Retype all of the records shown beneath this task, exactly as they stand.

..............................

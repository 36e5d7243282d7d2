//! Property tests for field classification and generation determinism

use crudgen::prelude::*;
use proptest::prelude::*;

/// A record of `width` plain fields with `ID` and `DeletedAt` spliced in
fn record(width: usize, primary_at: usize, soft_delete_at: usize) -> RecordMetadata {
    let mut names: Vec<String> = (0..width).map(|i| format!("F{i}")).collect();
    names.insert(primary_at.min(names.len()), "ID".to_string());
    names.insert(soft_delete_at.min(names.len()), "DeletedAt".to_string());

    let specs = names
        .iter()
        .map(|name| FieldSpec::new(name.clone(), "string").column(name.to_lowercase()))
        .collect();
    RecordMetadata::new("Rec", specs).unwrap()
}

fn arb_record() -> impl Strategy<Value = RecordMetadata> {
    (1usize..8, 0usize..8, 0usize..9).prop_map(|(w, p, s)| record(w, p, s))
}

fn arb_override(record: &RecordMetadata) -> impl Strategy<Value = Option<Vec<String>>> {
    let names: Vec<String> = record.fields().iter().map(|f| f.name().to_string()).collect();
    let len = names.len();
    prop::option::of(prop::sample::subsequence(names, 0..=len).prop_shuffle())
}

fn arb_role(record: &RecordMetadata) -> impl Strategy<Value = Option<String>> {
    let names: Vec<String> = record.fields().iter().map(|f| f.name().to_string()).collect();
    prop::option::of(prop::sample::select(names))
}

fn arb_case() -> impl Strategy<Value = (RecordMetadata, Overrides)> {
    arb_record().prop_flat_map(|record| {
        let overrides = (arb_override(&record), arb_override(&record)).prop_map(|(read, write)| {
            Overrides {
                read_fields: read,
                write_fields: write,
                ..Overrides::default()
            }
        });
        (Just(record), overrides)
    })
}

/// Like [`arb_case`], with primary and soft-delete overrides as well
fn arb_role_case() -> impl Strategy<Value = (RecordMetadata, Overrides)> {
    arb_case().prop_flat_map(|(record, overrides)| {
        let roles = (arb_role(&record), arb_role(&record)).prop_map(move |(primary, soft_delete)| {
            Overrides {
                primary_field: primary,
                soft_delete_field: soft_delete,
                ..overrides.clone()
            }
        });
        (Just(record), roles)
    })
}

proptest! {
    #[test]
    fn test_roles_stay_disjoint((record, overrides) in arb_case()) {
        let state = FieldClassifier::classify(record, &overrides).unwrap();
        let roles = &state.roles;

        let primary = roles.primary().unwrap();
        let soft_delete = roles.soft_delete().unwrap();
        prop_assert!(!roles.write().contains(&primary));
        prop_assert!(!roles.read().contains(&soft_delete));
        prop_assert!(!roles.write().contains(&soft_delete));
    }

    #[test]
    fn test_role_overrides_stay_disjoint((record, overrides) in arb_role_case()) {
        match FieldClassifier::classify(record, &overrides) {
            Ok(state) => {
                let roles = &state.roles;
                let primary = roles.primary().unwrap();
                let soft_delete = roles.soft_delete().unwrap();
                prop_assert_ne!(primary, soft_delete);
                prop_assert!(!roles.write().contains(&primary));
                prop_assert!(!roles.read().contains(&soft_delete));
                prop_assert!(!roles.write().contains(&soft_delete));
            }
            Err(GenerateError::ConflictingRoles { field, .. }) => {
                let primary = overrides.primary_field.as_deref().unwrap_or("ID");
                let soft_delete = overrides.soft_delete_field.as_deref().unwrap_or("DeletedAt");
                prop_assert_eq!(primary, soft_delete);
                prop_assert_eq!(field.as_str(), primary);
            }
            Err(other) => prop_assert!(false, "unexpected error: {}", other),
        }
    }

    #[test]
    fn test_default_sets_cover_every_field(record in arb_record()) {
        let total = record.fields().len();
        let state = FieldClassifier::classify(record, &Overrides::default()).unwrap();
        let roles = &state.roles;

        prop_assert_eq!(roles.read().len(), total - 1);
        prop_assert_eq!(roles.write().len(), total - 2);
        prop_assert!(roles.read().contains(&roles.primary().unwrap()));
    }

    #[test]
    fn test_columns_follow_declaration_order((record, overrides) in arb_case()) {
        let state = FieldClassifier::classify(record, &overrides).unwrap();
        let roles = &state.roles;

        let read: Vec<usize> = roles.read().iter().copied().collect();
        let positions: Vec<usize> = roles
            .read_field_names("")
            .iter()
            .map(|name| roles.record().position(name).unwrap())
            .collect();
        prop_assert_eq!(positions, read);
        let write: Vec<usize> = roles.write().iter().copied().collect();
        let positions: Vec<usize> = roles
            .write_field_columns("")
            .iter()
            .map(|column| {
                roles
                    .record()
                    .fields()
                    .iter()
                    .position(|f| f.column() == column)
                    .unwrap()
            })
            .collect();
        prop_assert_eq!(positions, write);
    }

    #[test]
    fn test_generation_is_deterministic((record, overrides) in arb_case(), parallel in any::<bool>()) {
        let settings = GeneratorSettings {
            read_fields: overrides.read_fields,
            write_fields: overrides.write_fields,
            ..GeneratorSettings::default()
        };
        let sequential = CrudGenerator::new(settings.clone()).unwrap();
        let other = CrudGenerator::new(GeneratorSettings { parallel, ..settings }).unwrap();

        let first = sequential.generate(record.clone(), "store").map_err(|e| e.to_string());
        let second = other.generate(record, "store").map_err(|e| e.to_string());
        prop_assert_eq!(first, second);
    }
}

..............................

Written solution:
repository 36e5d7243282d7d2
//! Property tests for field classification and generation determinism

use crudgen::prelude::*;
use proptest::prelude::*;

/// A record of `width` plain fields with `ID` and `DeletedAt` spliced in
fn record(width: usize, primary_at: usize, soft_delete_at: usize) -> RecordMetadata {
    let mut names: Vec<String> = (0..width).map(|i| format!("F{i}")).collect();
    names.insert(primary_at.min(names.len()), "ID".to_string());
    names.insert(soft_delete_at.min(names.len()), "DeletedAt".to_string());

    let specs = names
        .iter()
        .map(|name| FieldSpec::new(name.clone(), "string").column(name.to_lowercase()))
        .collect();
    RecordMetadata::new("Rec", specs).unwrap()
}

fn arb_record() -> impl Strategy<Value = RecordMetadata> {
    (1usize..8, 0usize..8, 0usize..9).prop_map(|(w, p, s)| record(w, p, s))
}

fn arb_override(record: &RecordMetadata) -> impl Strategy<Value = Option<Vec<String>>> {
    let names: Vec<String> = record.fields().iter().map(|f| f.name().to_string()).collect();
    let len = names.len();
    prop::option::of(prop::sample::subsequence(names, 0..=len).prop_shuffle())
}

fn arb_role(record: &RecordMetadata) -> impl Strategy<Value = Option<String>> {
    let names: Vec<String> = record.fields().iter().map(|f| f.name().to_string()).collect();
    prop::option::of(prop::sample::select(names))
}

fn arb_case() -> impl Strategy<Value = (RecordMetadata, Overrides)> {
    arb_record().prop_flat_map(|record| {
        let overrides = (arb_override(&record), arb_override(&record)).prop_map(|(read, write)| {
            Overrides {
                read_fields: read,
                write_fields: write,
                ..Overrides::default()
            }
        });
        (Just(record), overrides)
    })
}

/// Like [`arb_case`], with primary and soft-delete overrides as well
fn arb_role_case() -> impl Strategy<Value = (RecordMetadata, Overrides)> {
    arb_case().prop_flat_map(|(record, overrides)| {
        let roles = (arb_role(&record), arb_role(&record)).prop_map(move |(primary, soft_delete)| {
            Overrides {
                primary_field: primary,
                soft_delete_field: soft_delete,
                ..overrides.clone()
            }
        });
        (Just(record), roles)
    })
}

proptest! {
    #[test]
    fn test_roles_stay_disjoint((record, overrides) in arb_case()) {
        let state = FieldClassifier::classify(record, &overrides).unwrap();
        let roles = &state.roles;

        let primary = roles.primary().unwrap();
        let soft_delete = roles.soft_delete().unwrap();
        prop_assert!(!roles.write().contains(&primary));
        prop_assert!(!roles.read().contains(&soft_delete));
        prop_assert!(!roles.write().contains(&soft_delete));
    }

    #[test]
    fn test_role_overrides_stay_disjoint((record, overrides) in arb_role_case()) {
        match FieldClassifier::classify(record, &overrides) {
            Ok(state) => {
                let roles = &state.roles;
                let primary = roles.primary().unwrap();
                let soft_delete = roles.soft_delete().unwrap();
                prop_assert_ne!(primary, soft_delete);
                prop_assert!(!roles.write().contains(&primary));
                prop_assert!(!roles.read().contains(&soft_delete));
                prop_assert!(!roles.write().contains(&soft_delete));
            }
            Err(GenerateError::ConflictingRoles { field, .. }) => {
                let primary = overrides.primary_field.as_deref().unwrap_or("ID");
                let soft_delete = overrides.soft_delete_field.as_deref().unwrap_or("DeletedAt");
                prop_assert_eq!(primary, soft_delete);
                prop_assert_eq!(field.as_str(), primary);
            }
            Err(other) => prop_assert!(false, "unexpected error: {}", other),
        }
    }

    #[test]
    fn test_default_sets_cover_every_field(record in arb_record()) {
        let total = record.fields().len();
        let state = FieldClassifier::classify(record, &Overrides::default()).unwrap();
        let roles = &state.roles;

        prop_assert_eq!(roles.read().len(), total - 1);
        prop_assert_eq!(roles.write().len(), total - 2);
        prop_assert!(roles.read().contains(&roles.primary().unwrap()));
    }

    #[test]
    fn test_columns_follow_declaration_order((record, overrides) in arb_case()) {
        let state = FieldClassifier::classify(record, &overrides).unwrap();
        let roles = &state.roles;

        let read: Vec<usize> = roles.read().iter().copied().collect();
        let positions: Vec<usize> = roles
            .read_field_names("")
            .iter()
            .map(|name| roles.record().position(name).unwrap())
            .collect();
        prop_assert_eq!(positions, read);
        let write: Vec<usize> = roles.write().iter().copied().collect();
        let positions: Vec<usize> = roles
            .write_field_columns("")
            .iter()
            .map(|column| {
                roles
                    .record()
                    .fields()
                    .iter()
                    .position(|f| f.column() == column)
                    .unwrap()
            })
            .collect();
        prop_assert_eq!(positions, write);
    }

    #[test]
    fn test_generation_is_deterministic((record, overrides) in arb_case(), parallel in any::<bool>()) {
        let settings = GeneratorSettings {
            read_fields: overrides.read_fields,
            write_fields: overrides.write_fields,
            ..GeneratorSettings::default()
        };
        let sequential = CrudGenerator::new(settings.clone()).unwrap();
        let other = CrudGenerator::new(GeneratorSettings { parallel, ..settings }).unwrap();

        let first = sequential.generate(record.clone(), "store").map_err(|e| e.to_string());
        let second = other.generate(record, "store").map_err(|e| e.to_string());
        prop_assert_eq!(first, second);
    }
}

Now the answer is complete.